Dia desses eu vi uma porta pela primeira vez

Em tempos difíceis, um suspiro literário da escritora e poeta Clarice Freire.

por Clarice Freire   publicado às 00:00 de 16/04/2020, modificado às 14:25 de 16/04/2020

Dia desses eu vi uma porta pela primeira vez

 

Era só uma porta,  dentre diversas outras tantas portas que abrem caminhos em casas ou ruas pelos cantos dos bairros. Dos mundos. Mas esta estava no meu bairro de sempre, na minha casa de sempre, era a minha porta. A que dava para a minha sala de casa e a rede dos meus descansos, quando eles existiam. Era manhã. Nunca fui das manhãs, apesar de gostar muito delas. Saía apressada para alguma urgência de todos os dias e, num sobressalto, vi a porta pela primeira vez. Atravessou-se diante de mim quase como uma pedra no meio do caminho, mas no meio do caminho tinha uma porta. Fiquei estarrecida diante daquela novidade estranha. 

Parada, não sabia mais seguir em frente. Haveria, eu, desaprendido a andar? Não sabia se desejava ou podia dar o próximo passo. Diante de mim, só a porta vista pela primeira vez. Respirei fundo, olhei para trás, era mesmo a minha sala.

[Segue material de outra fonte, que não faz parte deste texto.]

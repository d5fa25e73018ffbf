//! Simulation error types

use madaodv_routing::RoutingError;
use thiserror::Error;

use crate::topology::NodeId;

/// Errors raised while building or driving a simulation
#[derive(Debug, Error)]
pub enum SimError {
    #[error("Routing error: {0}")]
    Routing(#[from] RoutingError),

    #[error("Unknown node: {0}")]
    UnknownNode(NodeId),

    #[error("No link between {0} and {1}")]
    NoSuchLink(NodeId, NodeId),
}

/// Result type for simulation operations
pub type SimResult<T> = Result<T, SimError>;
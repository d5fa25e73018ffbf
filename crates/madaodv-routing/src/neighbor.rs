//! Neighbor liveness
//!
//! A neighbor stays alive while traffic or hellos keep pushing its expiry
//! forward. Expired neighbors, and neighbors the link layer reported a
//! transmission failure for, are removed by [`Neighbors::purge`], which
//! returns them so the engine can repair the routes that used them.

use std::net::Ipv6Addr;
use std::time::Duration;

use madaodv_core::{LinkLayer, MacAddr};
use tracing::debug;

use crate::table::expiry_after;

/// One adjacent node
#[derive(Debug, Clone, PartialEq, Eq)]
pub struct Neighbor {
    pub address: Ipv6Addr,
    /// Link-layer address, resolved lazily
    pub mac: Option<MacAddr>,
    pub expires: Duration,
    /// A transmission to this neighbor failed
    pub closing: bool,
}

impl Neighbor {
    fn is_lost(&self, now: Duration) -> bool {
        self.expires < now || self.closing
    }
}

/// The set of live neighbors
#[derive(Debug, Default)]
pub struct Neighbors {
    entries: Vec<Neighbor>,
}

impl Neighbors {
    pub fn new() -> Self {
        Self::default()
    }

    /// Whether `addr` is a live neighbor at `now`
    pub fn is_neighbor(&self, addr: Ipv6Addr, now: Duration) -> bool {
        self.entries
            .iter()
            .any(|n| n.address == addr && !n.is_lost(now))
    }

    /// Time left before `addr` expires, zero if unknown
    pub fn expire_time(&self, addr: Ipv6Addr, now: Duration) -> Duration {
        self.entries
            .iter()
            .find(|n| n.address == addr)
            .map(|n| n.expires.saturating_sub(now))
            .unwrap_or_default()
    }

    /// Keep `addr` alive for at least `hold` from `now`
    pub fn update(&mut self, addr: Ipv6Addr, hold: Duration, now: Duration, link: &impl LinkLayer) {
        let expires = expiry_after(now, hold);
        if let Some(neighbor) = self.entries.iter_mut().find(|n| n.address == addr) {
            neighbor.expires = neighbor.expires.max(expires);
            if neighbor.mac.is_none() {
                neighbor.mac = link.resolve(addr);
            }
            return;
        }
        debug!(neighbor = %addr, "New neighbor");
        self.entries.push(Neighbor {
            address: addr,
            mac: link.resolve(addr),
            expires,
            closing: false,
        });
    }

    /// Remove expired and closing neighbors, returning their addresses
    pub fn purge(&mut self, now: Duration) -> Vec<Ipv6Addr> {
        let mut lost = Vec::new();
        self.entries.retain(|n| {
            if n.is_lost(now) {
                lost.push(n.address);
                false
            } else {
                true
            }
        });
        for addr in &lost {
            debug!(neighbor = %addr, "Neighbor lost");
        }
        lost
    }

    /// The link layer failed to deliver a frame to `mac`
    pub fn process_tx_error(&mut self, mac: MacAddr, now: Duration) -> Vec<Ipv6Addr> {
        for neighbor in self.entries.iter_mut().filter(|n| n.mac == Some(mac)) {
            neighbor.closing = true;
        }
        self.purge(now)
    }

    pub fn clear(&mut self) {
        self.entries.clear();
    }

    pub fn len(&self) -> usize {
        self.entries.len()
    }

    pub fn is_empty(&self) -> bool {
        self.entries.is_empty()
    }

    /// Earliest instant at which some neighbor counts as lost
    pub fn next_loss(&self) -> Option<Duration> {
        self.entries
            .iter()
            .map(|n| n.expires.saturating_add(Duration::from_nanos(1)))
            .min()
    }

    pub fn iter(&self) -> impl Iterator<Item = &Neighbor> {
        self.entries.iter()
    }
}
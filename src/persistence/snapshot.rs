//! On-disk snapshot format and atomic file replacement.

use serde::de::DeserializeOwned;
use serde::Serialize;
use std::fs::{self, File};
use std::io::{ErrorKind, Write};
use std::path::Path;

use tracing::warn;

use crate::entity::{Entity, EntityId};
use crate::error::{Error, Result};
use crate::graph::Relationship;

/// Full copy of store contents taken under the read lock.
#[derive(Debug, Clone, Default)]
pub struct Snapshot {
    /// Store mutation sequence number at capture time.
    pub seq: u64,
    pub entities: Vec<Entity>,
    pub relationships: Vec<Relationship>,
    /// Ids of deleted entities, which must never be reused.
    pub tombstones: Vec<EntityId>,
}

impl Snapshot {
    /// Build a snapshot with records sorted by id for stable output.
    pub fn new(seq: u64, mut entities: Vec<Entity>, mut relationships: Vec<Relationship>) -> Self {
        entities.sort_by(|a, b| a.id.cmp(&b.id));
        relationships.sort_by(|a, b| a.id.cmp(&b.id));
        Self {
            seq,
            entities,
            relationships,
            tombstones: Vec::new(),
        }
    }

    /// Attach deleted ids, sorted.
    pub fn with_tombstones(mut self, tombstones: impl IntoIterator<Item = EntityId>) -> Self {
        self.tombstones = tombstones.into_iter().collect();
        self.tombstones.sort();
        self
    }
}

/// Serialize `records` as a JSON array and atomically replace `path`.
pub fn write_records<T: Serialize>(path: &Path, records: &[T]) -> Result<()> {
    let bytes = serde_json::to_vec_pretty(records)?;
    write_atomic(path, &bytes)
}

/// Write to a sibling temp file, sync it, then rename over the target.
pub fn write_atomic(path: &Path, bytes: &[u8]) -> Result<()> {
    if let Some(parent) = path.parent() {
        if !parent.as_os_str().is_empty() {
            fs::create_dir_all(parent).map_err(|e| {
                Error::persistence(format!("create directory {}", parent.display()), e)
            })?;
        }
    }

    let tmp = path.with_extension("json.tmp");
    let write = || -> std::io::Result<()> {
        let mut file = File::create(&tmp)?;
        file.write_all(bytes)?;
        file.sync_all()
    };
    if let Err(e) = write() {
        let _ = fs::remove_file(&tmp);
        return Err(Error::persistence(format!("write {}", tmp.display()), e));
    }

    fs::rename(&tmp, path)
        .map_err(|e| Error::persistence(format!("rename onto {}", path.display()), e))
}

/// Read a JSON array of records.
///
/// A missing file is `Ok(None)`; unreadable or malformed content is an error.
pub fn read_records<T: DeserializeOwned>(path: &Path) -> Result<Option<Vec<T>>> {
    let bytes = match fs::read(path) {
        Ok(bytes) => bytes,
        Err(e) if e.kind() == ErrorKind::NotFound => return Ok(None),
        Err(e) => return Err(Error::persistence(format!("read {}", path.display()), e)),
    };
    Ok(Some(serde_json::from_slice(&bytes)?))
}

/// Read a JSON array of records, treating any failure as empty.
pub fn read_records_or_empty<T: DeserializeOwned>(path: &Path, what: &str) -> Vec<T> {
    match read_records(path) {
        Ok(Some(records)) => records,
        Ok(None) => Vec::new(),
        Err(e) => {
            warn!(path = %path.display(), error = %e, "Ignoring unreadable {} snapshot", what);
            Vec::new()
        }
    }
}
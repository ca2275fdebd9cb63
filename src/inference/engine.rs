//! Pairwise inference over an entity snapshot.

use std::collections::BTreeMap;

use tracing::debug;

use super::rules::{compliance, context_similarity, temporal_proximity};
use super::{InferenceConfig, SuggestedRelationship};
use crate::entity::Entity;
use crate::graph::{RelationshipGraph, Triple};

/// Candidates split by the auto-creation threshold.
#[derive(Debug, Clone, Default)]
pub struct InferenceOutput {
    /// At or above the threshold; to be merged into the graph.
    pub auto_create: Vec<SuggestedRelationship>,
    /// Below the threshold and not already in the graph.
    pub suggested: Vec<SuggestedRelationship>,
}

/// Runs every rule over every unordered entity pair.
pub struct InferenceEngine<'a> {
    config: &'a InferenceConfig,
}

impl<'a> InferenceEngine<'a> {
    pub fn new(config: &'a InferenceConfig) -> Self {
        Self { config }
    }

    /// Propose relationships for a snapshot.
    ///
    /// Candidates for the same triple are combined with noisy-or, so
    /// independent weak signals can add up to an automatic edge.
    pub fn infer<'e>(
        &self,
        entities: impl IntoIterator<Item = &'e Entity>,
        graph: &RelationshipGraph,
    ) -> InferenceOutput {
        let mut ordered: Vec<&Entity> = entities.into_iter().collect();
        ordered.sort_by(|a, b| a.created.cmp(&b.created).then_with(|| a.id.cmp(&b.id)));

        let mut candidates: BTreeMap<Triple, SuggestedRelationship> = BTreeMap::new();
        for (i, earlier) in ordered.iter().enumerate() {
            for later in &ordered[i + 1..] {
                let found = [
                    temporal_proximity(earlier, later, self.config),
                    context_similarity(earlier, later, self.config),
                    compliance(earlier, later, self.config),
                ];
                for candidate in found.into_iter().flatten() {
                    combine(&mut candidates, candidate);
                }
            }
        }

        let mut output = InferenceOutput::default();
        for candidate in candidates.into_values() {
            if candidate.confidence >= self.config.confidence_threshold {
                output.auto_create.push(candidate);
            } else if graph
                .find_link(
                    candidate.source_id,
                    candidate.target_id,
                    candidate.relationship_type,
                )
                .is_none()
            {
                output.suggested.push(candidate);
            }
        }

        output.suggested.sort_by(|a, b| {
            b.confidence
                .total_cmp(&a.confidence)
                .then_with(|| a.source_id.cmp(&b.source_id))
                .then_with(|| a.target_id.cmp(&b.target_id))
        });
        output.suggested.truncate(self.config.max_suggestions);

        debug!(
            entities = ordered.len(),
            auto = output.auto_create.len(),
            suggested = output.suggested.len(),
            "Inference pass complete"
        );
        output
    }
}

fn combine(
    candidates: &mut BTreeMap<Triple, SuggestedRelationship>,
    candidate: SuggestedRelationship,
) {
    let key = (
        candidate.source_id,
        candidate.target_id,
        candidate.relationship_type,
    );
    match candidates.get_mut(&key) {
        Some(existing) => {
            existing.confidence = noisy_or(existing.confidence, candidate.confidence);
            existing.reasoning = format!("{}; {}", existing.reasoning, candidate.reasoning);
            for rule in candidate.rules {
                if !existing.rules.contains(&rule) {
                    existing.rules.push(rule);
                }
            }
        }
        None => {
            candidates.insert(key, candidate);
        }
    }
}

/// Probability that at least one of two independent signals holds.
pub(crate) fn noisy_or(a: f64, b: f64) -> f64 {
    (1.0 - (1.0 - a) * (1.0 - b)).clamp(0.0, 1.0)
}
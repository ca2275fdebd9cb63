//! Flush cadence.

use std::time::Duration;

/// Decides whether pending mutations should be flushed now.
///
/// The store consults the trigger after every mutation and from the
/// background task; tests drive it directly with synthetic durations.
pub trait FlushTrigger: Send + Sync {
    fn should_flush(&self, pending_mutations: u64, since_last_flush: Duration) -> bool;
}

/// Elapsed-time-or-mutation-count policy, whichever fires first.
#[derive(Debug, Clone, Copy, PartialEq, Eq)]
pub struct FlushPolicy {
    pub interval: Duration,
    pub mutation_threshold: u64,
}

impl Default for FlushPolicy {
    fn default() -> Self {
        Self {
            interval: Duration::from_secs(30 * 60),
            mutation_threshold: 2,
        }
    }
}

impl FlushTrigger for FlushPolicy {
    fn should_flush(&self, pending_mutations: u64, since_last_flush: Duration) -> bool {
        if pending_mutations == 0 {
            return false;
        }
        pending_mutations >= self.mutation_threshold.max(1) || since_last_flush >= self.interval
    }
}

#[cfg(test)]
mod tests {
    use super::*;

    #[test]
    fn test_nothing_pending_never_flushes() {
        let policy = FlushPolicy::default();
        assert!(!policy.should_flush(0, Duration::from_secs(24 * 3600)));
    }

    #[test]
    fn test_mutation_threshold() {
        let policy = FlushPolicy::default();
        assert!(!policy.should_flush(1, Duration::from_secs(5)));
        assert!(policy.should_flush(2, Duration::from_secs(5)));
    }

    #[test]
    fn test_elapsed_interval() {
        let policy = FlushPolicy {
            interval: Duration::from_secs(60),
            mutation_threshold: 100,
        };
        assert!(!policy.should_flush(1, Duration::from_secs(59)));
        assert!(policy.should_flush(1, Duration::from_secs(60)));
    }
}
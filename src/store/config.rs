//! Store-wide configuration.

use serde::{Deserialize, Serialize};
use std::path::PathBuf;

use crate::inference::{ConflictConfig, InferenceConfig};
use crate::persistence::PersistenceConfig;

/// Configuration for a [`KnowledgeStore`](super::KnowledgeStore).
#[derive(Debug, Clone, PartialEq, Serialize, Deserialize)]
#[serde(rename_all = "camelCase", default)]
pub struct StoreConfig {
    pub persistence: PersistenceConfig,
    pub inference: InferenceConfig,
    pub conflicts: ConflictConfig,
    /// Upper bound applied to every traversal request.
    pub max_traversal_depth: usize,
    /// Entities below this confidence are reported as knowledge gaps.
    pub knowledge_gap_floor: f64,
}

impl Default for StoreConfig {
    fn default() -> Self {
        Self {
            persistence: PersistenceConfig::default(),
            inference: InferenceConfig::default(),
            conflicts: ConflictConfig::default(),
            max_traversal_depth: 8,
            knowledge_gap_floor: 0.5,
        }
    }
}

impl StoreConfig {
    /// Memory-only store.
    pub fn in_memory() -> Self {
        Self::default()
    }

    /// Store persisted under `dir` with the default flush cadence.
    pub fn persistent(dir: impl Into<PathBuf>) -> Self {
        Self {
            persistence: PersistenceConfig::in_dir(dir),
            ..Self::default()
        }
    }

    /// Store persisted under `dir` that only writes on `force_persist`.
    pub fn for_tests(dir: impl Into<PathBuf>) -> Self {
        Self {
            persistence: PersistenceConfig::for_tests(dir),
            ..Self::default()
        }
    }

    pub fn with_persistence(mut self, persistence: PersistenceConfig) -> Self {
        self.persistence = persistence;
        self
    }

    pub fn with_inference(mut self, inference: InferenceConfig) -> Self {
        self.inference = inference;
        self
    }

    pub fn with_conflicts(mut self, conflicts: ConflictConfig) -> Self {
        self.conflicts = conflicts;
        self
    }

    pub fn with_max_traversal_depth(mut self, depth: usize) -> Self {
        self.max_traversal_depth = depth;
        self
    }

    pub fn with_knowledge_gap_floor(mut self, floor: f64) -> Self {
        self.knowledge_gap_floor = floor.clamp(0.0, 1.0);
        self
    }
}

Aqueles livros eram mesmo os meus e os sapatos também. Eu estava ali, era eu, mas não como sempre estive. Se estivesse igual, não teria visto, finalmente, a porta. Algo tinha que ter mudado. O que abriu meus olhos para aquele portal de madeira gasta? Tonta, me apoiei em seu trinco gelado pela primeira vez. Tudo era estranho, duro demais ao tato e me faltou a respiração. Fechei os olhos e, com a outra mão, bati na porta. Não sei dizer o motivo pelo qual os nós dos meus dedos bateram como quem chama alguém. Eu estava sozinha em casa. Bati insistentemente e, irritada, a porta se fechou atrás de mim. Ela deve ter cansado. 

Relutante, abri os olhos ainda sem compreender o que estava acontecendo, segurando no trinco estranhamente gélido como quem se agarra ao chão em meio à tempestade. E, acostumando-me ao brilho do sol, vi a minha rua pela primeira vez. E o poste nunca visto antes. E um cachorro triste inédito. E umas folhas novinhas em folha balançando preguiçosas numa despreocupação surpreendente. Tudo me era esplêndido. Olhei para a porta, que me sorriu um sorriso cúmplice como nunca havia sorrido. Depois voltei os olhos para a calçada e, num arroubo de coragem, dei os meus primeiros passos. 

No caminho, lembrei que antes daquela manhã era noite e ela, obviamente, havia amanhecido. 

Naquela noite passada, lembrei que não via nada, não compreendia nada, não era nada além do escuro. Caminhando, acho que compreendi o que aconteceu: no breu, vi melhor quem era eu. 

    

    Na dor, vi sem ver o que era o Amor. 

    E de repente, uma porta é abertura. 

    Uma perda também cura. 

    O céu ganha nova altura. 

    Dobrei a esquina e a vi perder

    facilmente 

    toda velha e antiga

    amargura. 

 

Por Clarice Freire

*Texto publicado originalmente na Revista Cidade Nova em setembro de 2019.